Standard 5 (accuracy)
 Standard 5 states that broadcasters should make reasonable efforts to ensure that news, current affairs and factual programming is accurate in relation to all material points of fact, and does not mislead.
 In his original formal complaint, Mr Katavich argued:
The material points of fact in the programmes are the allegations that [I am] an internet fraudster, was wanted by the Australian police, a conman, was at the centre of an internet scam, was running off with other people’s money, and that [I] was the face of a “faceless crime”. The programmes referred to [my] “victims” speaking out, and viewers [were] referred to the Police Cyber Crime Unit.
These material points of fact are wrong, and misleading.
 In our view, the sum of these points was the inference that Mr Katavich was a criminal and that his business practices were illegal. The Authority has previously noted that it cannot assume the role of a criminal court in determining whether a crime has been committed.4 We are not in a position to determine whether or not it was “accurate” to imply in the programmes that Mr Katavich’s conduct was illegal. While we have determined above (see  to ) that it was unfair to imply that Mr Katavich was a criminal, because TVWorks has not provided information to support its contention that Campbell Live had a reasonable basis for making that conclusion, to find that it was also inaccurate under Standard 5 would require the kind of criminal inquiry that is beyond the scope of this Authority.

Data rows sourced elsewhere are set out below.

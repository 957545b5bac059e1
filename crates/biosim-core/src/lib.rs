//! # BioSim Core Library
//!
//! Deterministic simulation engines for two laboratory questions: how strongly might a
//! small molecule bind a protein target, and how does a cell culture evolve over time
//! under given incubator conditions and drug exposure.
//!
//! ## Architectural Philosophy
//!
//! The library follows a strict three-layer architecture.
//!
//! - **[`core`]: The Foundation.** Reference catalog, stateless data models and the pure
//!   arithmetic of scoring, fingerprints, environment stress, metabolism and dose
//!   response, plus file formats.
//!
//! - **[`engine`]: The Logic Core.** Configuration, error taxonomy, progress reporting,
//!   deterministic seeding and the per-run state and tasks of both engines.
//!
//! - **[`workflows`]: The Public API.** `dock`, `simulate` and `predict` tie the other two
//!   layers together into complete, reproducible operations.

pub mod core;
pub mod engine;
pub mod workflows;
use crate::error::Result;
use serde::Serialize;
use std::fs::File;
use std::io::{self, BufWriter, Write};
use std::path::Path;
use tracing::info;

/// Opens the destination of a command result: the `--output` file, or stdout.
pub fn open_output(path: Option<&Path>) -> Result<Box<dyn Write>> {
    match path {
        Some(path) => {
            info!("Writing result to {:?}", path);
            Ok(Box::new(BufWriter::new(File::create(path)?)))
        }
        None => Ok(Box::new(io::stdout().lock())),
    }
}

pub fn emit_json<T: Serialize + ?Sized>(value: &T, path: Option<&Path>) -> Result<()> {
    let mut writer = open_output(path)?;
    serde_json::to_writer_pretty(&mut writer, value)?;
    writeln!(writer)?;
    writer.flush()?;
    Ok(())
}

pub fn emit_text(text: &str, path: Option<&Path>) -> Result<()> {
    let mut writer = open_output(path)?;
    writer.write_all(text.as_bytes())?;
    if !text.ends_with('\n') {
        writeln!(writer)?;
    }
    writer.flush()?;
    Ok(())
}

/// Plain-text table with right-aligned columns sized to their widest cell.
#[derive(Debug, Default)]
pub struct Table {
    header: Vec<String>,
    rows: Vec<Vec<String>>,
}

impl Table {
    pub fn new<I, S>(header: I) -> Self
    where
        I: IntoIterator<Item = S>,
        S: Into<String>,
    {
        Self {
            header: header.into_iter().map(Into::into).collect(),
            rows: Vec::new(),
        }
    }

    pub fn push_row(&mut self, row: Vec<String>) {
        self.rows.push(row);
    }

    pub fn render(&self) -> String {
        let mut widths: Vec<usize> = self.header.iter().map(|h| h.chars().count()).collect();
        for row in &self.rows {
            for (i, cell) in row.iter().enumerate() {
                if let Some(width) = widths.get_mut(i) {
                    *width = (*width).max(cell.chars().count());
                }
            }
        }

        let format_line = |cells: &[String]| {
            cells
                .iter()
                .zip(&widths)
                .map(|(cell, width)| format!("{cell:>width$}"))
                .collect::<Vec<_>>()
                .join("  ")
        };

        let mut out = format_line(&self.header);
        out.push('\n');
        let rule_len = widths.iter().sum::<usize>() + 2 * widths.len().saturating_sub(1);
        out.push_str(&"-".repeat(rule_len));
        out.push('\n');
        for row in &self.rows {
            out.push_str(&format_line(row));
            out.push('\n');
        }
        out
    }
}
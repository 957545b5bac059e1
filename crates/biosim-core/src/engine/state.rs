use super::context::CultureContext;
use crate::core::dynamics::cell::{Cell, CellId, CellPhase};
use crate::core::dynamics::metabolism::Medium;
use crate::core::dynamics::snapshot::{PhaseDistribution, PopulationSnapshot};
use rand::{Rng, SeedableRng};
use rand_chacha::ChaCha8Rng;
use slotmap::SlotMap;

/// Cycle-speed jitter drawn for every new cell.
pub const SPEED_RANGE: std::ops::RangeInclusive<f64> = 0.9..=1.1;

/// Mutable state of one culture run.
///
/// All randomness of the run flows through the single generator held here, and cells are
/// always visited in slot order, so a run is fully determined by its seed.
#[derive(Debug, Clone)]
pub struct CultureState {
    cells: SlotMap<CellId, Cell>,
    medium: Medium,
    rng: ChaCha8Rng,
    time: f64,
}

impl CultureState {
    /// Seeds `initial_cells` viable cells spread uniformly over the cell cycle.
    pub fn new(context: &CultureContext, initial_cells: u64, seed: u64) -> Self {
        let mut rng = ChaCha8Rng::seed_from_u64(seed);
        let mut cells = SlotMap::with_capacity_and_key(initial_cells as usize);
        let cycle = context.schedule.total();

        for _ in 0..initial_cells {
            let offset = rng.gen_range(0.0..cycle);
            let (phase, elapsed) = context.schedule.locate(offset);
            let speed = rng.gen_range(SPEED_RANGE);
            cells.insert(Cell::new(phase, elapsed, speed));
        }

        Self {
            cells,
            medium: Medium::new(context.config.medium),
            rng,
            time: 0.0,
        }
    }

    pub fn time(&self) -> f64 {
        self.time
    }

    pub(crate) fn set_time(&mut self, time: f64) {
        self.time = time;
    }

    pub fn total(&self) -> usize {
        self.cells.len()
    }

    pub fn viable(&self) -> usize {
        self.cells.values().filter(|c| c.is_viable()).count()
    }

    pub fn cells(&self) -> &SlotMap<CellId, Cell> {
        &self.cells
    }

    pub(crate) fn cells_mut(&mut self) -> &mut SlotMap<CellId, Cell> {
        &mut self.cells
    }

    pub fn medium(&self) -> &Medium {
        &self.medium
    }

    pub(crate) fn medium_mut(&mut self) -> &mut Medium {
        &mut self.medium
    }

    pub(crate) fn rng(&mut self) -> &mut ChaCha8Rng {
        &mut self.rng
    }

    /// Viable cells in slot order.
    pub(crate) fn viable_ids(&self) -> Vec<CellId> {
        self.cells
            .iter()
            .filter(|(_, c)| c.is_viable())
            .map(|(id, _)| id)
            .collect()
    }

    pub fn phase_distribution(&self) -> PhaseDistribution {
        let mut distribution = PhaseDistribution::default();
        for cell in self.cells.values().filter(|c| c.is_viable()) {
            match cell.phase {
                CellPhase::G1 => distribution.g1 += 1,
                CellPhase::S => distribution.s += 1,
                CellPhase::G2 => distribution.g2 += 1,
                CellPhase::M => distribution.m += 1,
            }
        }
        distribution
    }

    pub fn snapshot(&self, context: &CultureContext) -> PopulationSnapshot {
        let total = self.total() as u64;
        let viable = self.viable() as u64;
        PopulationSnapshot {
            time: self.time,
            total,
            viable,
            viability: PopulationSnapshot::viability_percent(viable, total),
            metabolism: context
                .config
                .record_metabolism
                .then(|| self.medium.state()),
            phases: context
                .config
                .record_phases
                .then(|| self.phase_distribution()),
        }
    }
}
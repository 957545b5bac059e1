use super::traits::DataFile;
use crate::core::dynamics::metabolism::MetabolicState;
use crate::core::dynamics::snapshot::{PhaseDistribution, PopulationSnapshot};
use serde::{Deserialize, Serialize};
use std::io::{BufRead, Write};

/// Flat CSV row; optional readouts become empty cells.
#[derive(Debug, Serialize, Deserialize)]
struct SnapshotRow {
    time: f64,
    total: u64,
    viable: u64,
    viability: f64,
    atp: Option<f64>,
    glucose: Option<f64>,
    oxygen: Option<f64>,
    lactate: Option<f64>,
    g1: Option<u64>,
    s: Option<u64>,
    g2: Option<u64>,
    m: Option<u64>,
}

impl From<&PopulationSnapshot> for SnapshotRow {
    fn from(snapshot: &PopulationSnapshot) -> Self {
        let metabolism = snapshot.metabolism;
        let phases = snapshot.phases;
        Self {
            time: snapshot.time,
            total: snapshot.total,
            viable: snapshot.viable,
            viability: snapshot.viability,
            atp: metabolism.map(|m| m.atp),
            glucose: metabolism.map(|m| m.glucose),
            oxygen: metabolism.map(|m| m.oxygen),
            lactate: metabolism.map(|m| m.lactate),
            g1: phases.map(|p| p.g1),
            s: phases.map(|p| p.s),
            g2: phases.map(|p| p.g2),
            m: phases.map(|p| p.m),
        }
    }
}

impl From<SnapshotRow> for PopulationSnapshot {
    fn from(row: SnapshotRow) -> Self {
        let metabolism = match (row.atp, row.glucose, row.oxygen, row.lactate) {
            (Some(atp), Some(glucose), Some(oxygen), Some(lactate)) => Some(MetabolicState {
                atp,
                glucose,
                oxygen,
                lactate,
            }),
            _ => None,
        };
        let phases = match (row.g1, row.s, row.g2, row.m) {
            (Some(g1), Some(s), Some(g2), Some(m)) => Some(PhaseDistribution { g1, s, g2, m }),
            _ => None,
        };
        Self {
            time: row.time,
            total: row.total,
            viable: row.viable,
            viability: row.viability,
            metabolism,
            phases,
        }
    }
}

/// Snapshot time series as CSV with one header row.
pub struct SnapshotCsv;

impl DataFile for SnapshotCsv {
    type Record = Vec<PopulationSnapshot>;
    type Error = csv::Error;

    fn read_from(reader: &mut impl BufRead) -> Result<Vec<PopulationSnapshot>, csv::Error> {
        csv::Reader::from_reader(reader)
            .deserialize::<SnapshotRow>()
            .map(|row| row.map(PopulationSnapshot::from))
            .collect()
    }

    fn write_to(snapshots: &Vec<PopulationSnapshot>, writer: &mut impl Write) -> Result<(), csv::Error> {
        write_snapshots_csv(snapshots, writer)
    }
}

/// Streams snapshots as CSV rows into `writer`.
pub fn write_snapshots_csv<W: Write>(
    snapshots: &[PopulationSnapshot],
    writer: W,
) -> Result<(), csv::Error> {
    let mut csv_writer = csv::Writer::from_writer(writer);
    for snapshot in snapshots {
        csv_writer.serialize(SnapshotRow::from(snapshot))?;
    }
    csv_writer.flush()?;
    Ok(())
}
use super::{Session, ensure_format, run_engine};
use crate::cli::{DockArgs, GlobalArgs, OutputFormat};
use crate::config::CliOverrides;
use crate::error::Result;
use crate::utils::output::{Table, emit_json, emit_text};
use biosim::core::docking::pose::DockingResult;
use biosim::workflows::dock::{self, DockingRequest};
use tracing::info;

pub async fn run(args: DockArgs, global: GlobalArgs) -> Result<()> {
    ensure_format(global.format, "dock")?;
    let Session { catalog, config } = Session::load(&global, CliOverrides { seed: args.seed })?;

    let mut request = DockingRequest::new(args.protein, args.ligand);
    if let Some(num_modes) = args.num_modes {
        request = request.with_num_modes(num_modes);
    }

    info!("Invoking the docking workflow...");
    let result = run_engine(move |reporter| {
        dock::run(&catalog, &request, &config.docking, reporter)
    })
    .await?;
    info!(
        modes = result.modes.len(),
        best_affinity = result.best_affinity,
        "Docking finished."
    );

    match global.format {
        OutputFormat::Table => emit_text(&render_table(&result), global.output.as_deref()),
        _ => emit_json(&result, global.output.as_deref()),
    }
}

fn render_table(result: &DockingResult) -> String {
    let mut table = Table::new([
        "mode",
        "affinity",
        "population",
        "rmsd l.b.",
        "rmsd u.b.",
        "h-bonds",
        "hydrophobic",
        "pi-stacking",
    ]);
    for mode in &result.modes {
        table.push_row(vec![
            mode.mode.to_string(),
            format!("{:.3}", mode.affinity),
            format!("{:.4}", mode.population),
            format!("{:.2}", mode.rmsd_lower_bound),
            format!("{:.2}", mode.rmsd_upper_bound),
            mode.fingerprint.hydrogen_bonds.to_string(),
            mode.fingerprint.hydrophobic_contacts.to_string(),
            mode.fingerprint.pi_stacking.to_string(),
        ]);
    }
    format!(
        "{} + {} (seed {}, best affinity {:.3} kcal/mol)\n\n{}",
        result.protein_id,
        result.ligand_id,
        result.seed,
        result.best_affinity,
        table.render()
    )
}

 Accordingly, we decline to determine the points raised by Mr Katavich under Standard 5 (accuracy). However, we consider that we have adequately and appropriately addressed the complainant’s concerns in this respect under Standard 6 (fairness).
Standard 3 (privacy)
 In his original complaint, Mr Katavich argued that the programmes had breached his privacy because “it goes without saying, to enter a person’s premises with cameras rolling is a gross invasion of privacy and trespass”. It was clear to Campbell Live that he did not want to be interviewed, he said, and in these circumstances there was no implied licence to enter the premises.
 In our view, these concerns raised in Mr Katavich’s original complaint relate more to the fairness of the reporter’s approach in door-stepping him at his work. We consider that we have adequately addressed these concerns under Standard 6.
 For the sake of completeness, we have also considered principles 3(a) and 4 of the Authority’s privacy principles, which were raised in later submissions by Mr Katavich.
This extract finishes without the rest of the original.